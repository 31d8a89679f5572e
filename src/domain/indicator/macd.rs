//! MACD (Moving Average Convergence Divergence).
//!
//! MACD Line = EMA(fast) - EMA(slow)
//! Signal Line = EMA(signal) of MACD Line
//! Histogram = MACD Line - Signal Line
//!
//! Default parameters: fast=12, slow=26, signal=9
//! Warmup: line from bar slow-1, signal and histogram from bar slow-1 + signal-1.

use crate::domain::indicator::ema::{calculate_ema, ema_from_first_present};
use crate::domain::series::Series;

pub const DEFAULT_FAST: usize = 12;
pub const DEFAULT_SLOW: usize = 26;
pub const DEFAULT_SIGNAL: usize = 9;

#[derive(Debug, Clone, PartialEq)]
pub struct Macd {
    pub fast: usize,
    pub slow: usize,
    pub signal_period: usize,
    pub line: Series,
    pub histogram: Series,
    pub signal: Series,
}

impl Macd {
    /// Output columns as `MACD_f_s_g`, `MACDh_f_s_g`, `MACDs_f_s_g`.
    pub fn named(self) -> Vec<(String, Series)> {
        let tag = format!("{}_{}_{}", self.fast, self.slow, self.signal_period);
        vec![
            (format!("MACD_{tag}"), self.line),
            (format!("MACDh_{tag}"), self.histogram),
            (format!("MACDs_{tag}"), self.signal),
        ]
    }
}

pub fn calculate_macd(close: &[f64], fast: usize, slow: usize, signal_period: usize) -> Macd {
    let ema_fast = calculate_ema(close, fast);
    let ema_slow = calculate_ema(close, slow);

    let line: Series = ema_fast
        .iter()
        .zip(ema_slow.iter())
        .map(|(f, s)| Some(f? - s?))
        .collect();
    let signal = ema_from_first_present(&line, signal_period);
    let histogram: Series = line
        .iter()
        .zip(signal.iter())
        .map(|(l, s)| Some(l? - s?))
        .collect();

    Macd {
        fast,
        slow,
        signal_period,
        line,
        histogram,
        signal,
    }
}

━━━━━━━━━━

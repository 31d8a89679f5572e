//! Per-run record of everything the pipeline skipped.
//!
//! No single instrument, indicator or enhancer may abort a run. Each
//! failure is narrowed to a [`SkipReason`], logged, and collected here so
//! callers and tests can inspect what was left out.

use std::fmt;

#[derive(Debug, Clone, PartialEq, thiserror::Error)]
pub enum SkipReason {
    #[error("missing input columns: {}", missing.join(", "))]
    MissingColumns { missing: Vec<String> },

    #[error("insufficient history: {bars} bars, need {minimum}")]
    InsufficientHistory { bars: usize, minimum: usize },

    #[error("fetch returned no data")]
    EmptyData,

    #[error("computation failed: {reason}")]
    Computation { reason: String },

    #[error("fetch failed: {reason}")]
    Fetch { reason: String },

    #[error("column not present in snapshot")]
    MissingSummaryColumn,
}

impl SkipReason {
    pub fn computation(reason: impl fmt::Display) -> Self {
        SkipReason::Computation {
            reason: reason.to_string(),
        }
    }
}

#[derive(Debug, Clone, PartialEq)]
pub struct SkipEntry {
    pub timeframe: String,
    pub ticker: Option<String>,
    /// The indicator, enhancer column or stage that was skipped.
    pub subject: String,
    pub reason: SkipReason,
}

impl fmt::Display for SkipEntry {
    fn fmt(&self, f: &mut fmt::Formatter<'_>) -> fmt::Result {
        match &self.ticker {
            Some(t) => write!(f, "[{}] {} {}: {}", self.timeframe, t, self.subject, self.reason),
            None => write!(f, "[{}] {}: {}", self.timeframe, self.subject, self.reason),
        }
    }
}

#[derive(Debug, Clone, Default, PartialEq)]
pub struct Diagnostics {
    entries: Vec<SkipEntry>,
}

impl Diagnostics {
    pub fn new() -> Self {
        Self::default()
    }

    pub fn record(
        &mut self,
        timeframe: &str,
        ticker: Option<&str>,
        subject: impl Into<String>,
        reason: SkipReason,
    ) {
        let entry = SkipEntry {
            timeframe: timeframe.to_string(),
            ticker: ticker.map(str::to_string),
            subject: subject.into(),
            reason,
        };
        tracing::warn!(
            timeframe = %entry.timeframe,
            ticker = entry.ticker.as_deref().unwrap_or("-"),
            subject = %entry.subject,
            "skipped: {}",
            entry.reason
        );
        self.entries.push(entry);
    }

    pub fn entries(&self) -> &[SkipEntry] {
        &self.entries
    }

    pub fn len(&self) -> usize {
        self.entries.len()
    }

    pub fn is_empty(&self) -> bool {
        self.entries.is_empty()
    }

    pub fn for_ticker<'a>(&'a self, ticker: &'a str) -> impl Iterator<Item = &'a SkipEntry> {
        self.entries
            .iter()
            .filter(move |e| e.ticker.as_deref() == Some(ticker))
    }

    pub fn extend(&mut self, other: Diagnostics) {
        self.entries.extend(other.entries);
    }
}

━━━━━━━━━━

## Try it
Which lines hold the word "close"? Return all of them from the records above.

## Response to the exercise
pub fn calculate_macd(close: &[f64], fast: usize, slow: usize, signal_period: usize) -> Macd {
    let ema_fast = calculate_ema(close, fast);
    let ema_slow = calculate_ema(close, slow);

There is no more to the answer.